Since my plan is for a long-distance railroad that circles the house, a roof antenna would eliminate the house as signal-blocker so I can maintain control of a train at the other end of the area. I also hope to install a color TV transmitter in the engineer's seat and I'll need a central receiving antenna because the transmitter is only good for about 300 feet of open space. My amateur radio license would allow me to add a power amp, but improving reception of the weak signal would be preferred.

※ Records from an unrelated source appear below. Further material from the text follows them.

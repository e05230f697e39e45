use std::sync::{Arc, Mutex};

use async_trait::async_trait;
use epsilon_core::model::{CurrentUser, UserEmail, UserPatch};
use storage::repository::ProfileRepository;
use tracing::{debug, info};

use crate::error::AuthError;

/// What the caller should do to obtain a session.
#[derive(Debug, Clone, PartialEq, Eq)]
pub struct LoginRequired {
    pub message: String,
}

/// The external identity provider.
#[async_trait]
pub trait AuthProvider: Send + Sync {
    /// The signed-in user.
    ///
    /// # Errors
    ///
    /// Returns `AuthError::NotAuthenticated` when nobody is signed in.
    async fn me(&self) -> Result<CurrentUser, AuthError>;

    /// Instructions for signing in.
    fn redirect_to_login(&self) -> LoginRequired;

    /// Update the signed-in user's profile.
    ///
    /// # Errors
    ///
    /// Returns `AuthError::NotAuthenticated` when nobody is signed in.
    async fn update_me(&self, patch: UserPatch) -> Result<CurrentUser, AuthError>;

    /// # Errors
    ///
    /// Returns `AuthError` if the provider cannot end the session.
    async fn logout(&self) -> Result<(), AuthError>;
}

/// The signed-in user, or `None` for anonymous use.
///
/// # Errors
///
/// Returns `AuthError` for failures other than "not signed in".
pub async fn optional_user(auth: &dyn AuthProvider) -> Result<Option<CurrentUser>, AuthError> {
    match auth.me().await {
        Ok(user) => Ok(Some(user)),
        Err(AuthError::NotAuthenticated) => Ok(None),
        Err(e) => Err(e),
    }
}

/// Process-local provider whose user is fixed at startup (from CLI flags or
/// the environment).
#[derive(Clone, Default)]
pub struct StaticAuth {
    user: Arc<Mutex<Option<CurrentUser>>>,
}

impl StaticAuth {
    #[must_use]
    pub fn signed_in(user: CurrentUser) -> Self {
        Self {
            user: Arc::new(Mutex::new(Some(user))),
        }
    }

    #[must_use]
    pub fn anonymous() -> Self {
        Self::default()
    }

    fn with_user<T>(
        &self,
        f: impl FnOnce(&mut Option<CurrentUser>) -> Result<T, AuthError>,
    ) -> Result<T, AuthError> {
        let mut guard = self
            .user
            .lock()
            .map_err(|e| AuthError::Unavailable(e.to_string()))?;
        f(&mut guard)
    }
}

#[async_trait]
impl AuthProvider for StaticAuth {
    async fn me(&self) -> Result<CurrentUser, AuthError> {
        self.with_user(|u| u.clone().ok_or(AuthError::NotAuthenticated))
    }

    fn redirect_to_login(&self) -> LoginRequired {
        LoginRequired {
            message: LOGIN_HINT.into(),
        }
    }

    async fn update_me(&self, patch: UserPatch) -> Result<CurrentUser, AuthError> {
        self.with_user(|u| {
            let user = u.as_mut().ok_or(AuthError::NotAuthenticated)?;
            user.apply(patch);
            Ok(user.clone())
        })
    }

    async fn logout(&self) -> Result<(), AuthError> {
        self.with_user(|u| {
            if let Some(user) = u.take() {
                info!(email = %user.email, "signed out");
            }
            Ok(())
        })
    }
}

const LOGIN_HINT: &str = "sign in with --user <email> or EPSILON_USER_EMAIL";

/// Provider for a session named by email whose profile edits are kept in the
/// store, so a later session for the same email sees them.
#[derive(Clone)]
pub struct StoredAuth {
    session: Arc<Mutex<Option<UserEmail>>>,
    default_name: Option<String>,
    profiles: Arc<dyn ProfileRepository>,
}

impl StoredAuth {
    #[must_use]
    pub fn new(profiles: Arc<dyn ProfileRepository>, session: Option<UserEmail>) -> Self {
        Self {
            session: Arc::new(Mutex::new(session)),
            default_name: None,
            profiles,
        }
    }

    /// Name used until the user saves one of their own.
    #[must_use]
    pub fn with_default_name(mut self, name: impl Into<String>) -> Self {
        self.default_name = Some(name.into());
        self
    }

    fn session(&self) -> Result<Option<UserEmail>, AuthError> {
        self.session
            .lock()
            .map(|s| s.clone())
            .map_err(|e| AuthError::Unavailable(e.to_string()))
    }
}

#[async_trait]
impl AuthProvider for StoredAuth {
    async fn me(&self) -> Result<CurrentUser, AuthError> {
        let email = self.session()?.ok_or(AuthError::NotAuthenticated)?;
        if let Some(user) = self.profiles.find_profile(&email).await? {
            return Ok(user);
        }
        debug!(%email, "no saved profile");
        let user = CurrentUser::new(email);
        Ok(match &self.default_name {
            Some(name) => user.with_full_name(name),
            None => user,
        })
    }

    fn redirect_to_login(&self) -> LoginRequired {
        LoginRequired {
            message: LOGIN_HINT.into(),
        }
    }

    async fn update_me(&self, patch: UserPatch) -> Result<CurrentUser, AuthError> {
        let mut user = self.me().await?;
        user.apply(patch);
        self.profiles.save_profile(&user).await?;
        info!(email = %user.email, theme = %user.theme, "profile updated");
        Ok(user)
    }

    async fn logout(&self) -> Result<(), AuthError> {
        let mut session = self
            .session
            .lock()
            .map_err(|e| AuthError::Unavailable(e.to_string()))?;
        if let Some(email) = session.take() {
            info!(%email, "signed out");
        }
        Ok(())
    }
}

#[cfg(test)]
mod tests {
    use super::*;
    use epsilon_core::model::Theme;
    use storage::repository::InMemoryRepository;

    fn ada() -> CurrentUser {
        CurrentUser::new(UserEmail::new("ada@example.com").unwrap()).with_full_name("Ada")
    }

    #[tokio::test]
    async fn anonymous_has_no_user() {
        let auth = StaticAuth::anonymous();
        assert!(matches!(auth.me().await, Err(AuthError::NotAuthenticated)));
        assert!(optional_user(&auth).await.unwrap().is_none());
        assert!(auth.redirect_to_login().message.contains("--user"));
    }

    #[tokio::test]
    async fn update_and_logout() {
        let auth = StaticAuth::signed_in(ada());
        let updated = auth
            .update_me(UserPatch {
                full_name: None,
                theme: Some(Theme::Dark),
            })
            .await
            .unwrap();
        assert_eq!(updated.theme, Theme::Dark);
        assert_eq!(auth.me().await.unwrap().theme, Theme::Dark);

        auth.logout().await.unwrap();
        assert!(optional_user(&auth).await.unwrap().is_none());
        assert!(matches!(
            auth.update_me(UserPatch::default()).await,
            Err(AuthError::NotAuthenticated)
        ));
    }

    #[tokio::test]
    async fn stored_profile_outlives_the_session() {
        let repo = Arc::new(InMemoryRepository::new());
        let email = UserEmail::new("ada@example.com").unwrap();
        let auth = StoredAuth::new(repo.clone(), Some(email.clone())).with_default_name("Ada");
        assert_eq!(auth.me().await.unwrap().display_name(), "Ada");

        auth.update_me(UserPatch {
            full_name: Some("Ada Lovelace".into()),
            theme: Some(Theme::HighContrast),
        })
        .await
        .unwrap();
        auth.logout().await.unwrap();
        assert!(matches!(auth.me().await, Err(AuthError::NotAuthenticated)));

        // a later session ignores the default name once a profile is saved
        let later = StoredAuth::new(repo, Some(email)).with_default_name("Someone else");
        let me = later.me().await.unwrap();
        assert_eq!(me.display_name(), "Ada Lovelace");
        assert_eq!(me.theme, Theme::HighContrast);
    }
}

I'm thinking that the 27 mHz R/C units could have their range extended by swapping the whip antenna with an antenna on the roof. I'd be willing to bet that a simple CB antenna on the roof would offer a fair increase (CB band is on 29mHz: close, but a bit inefficient). Presuming the whip antenna is removeable from the xmtr unit, you'd only need to wire a similar connector to the CB antenna strapped to your chimney. (Roof work is dangerous; do so at your own risk.) Easiest would be a simple wire dipole which could be strung horizontally between two trees, or chimney and a tree, etc.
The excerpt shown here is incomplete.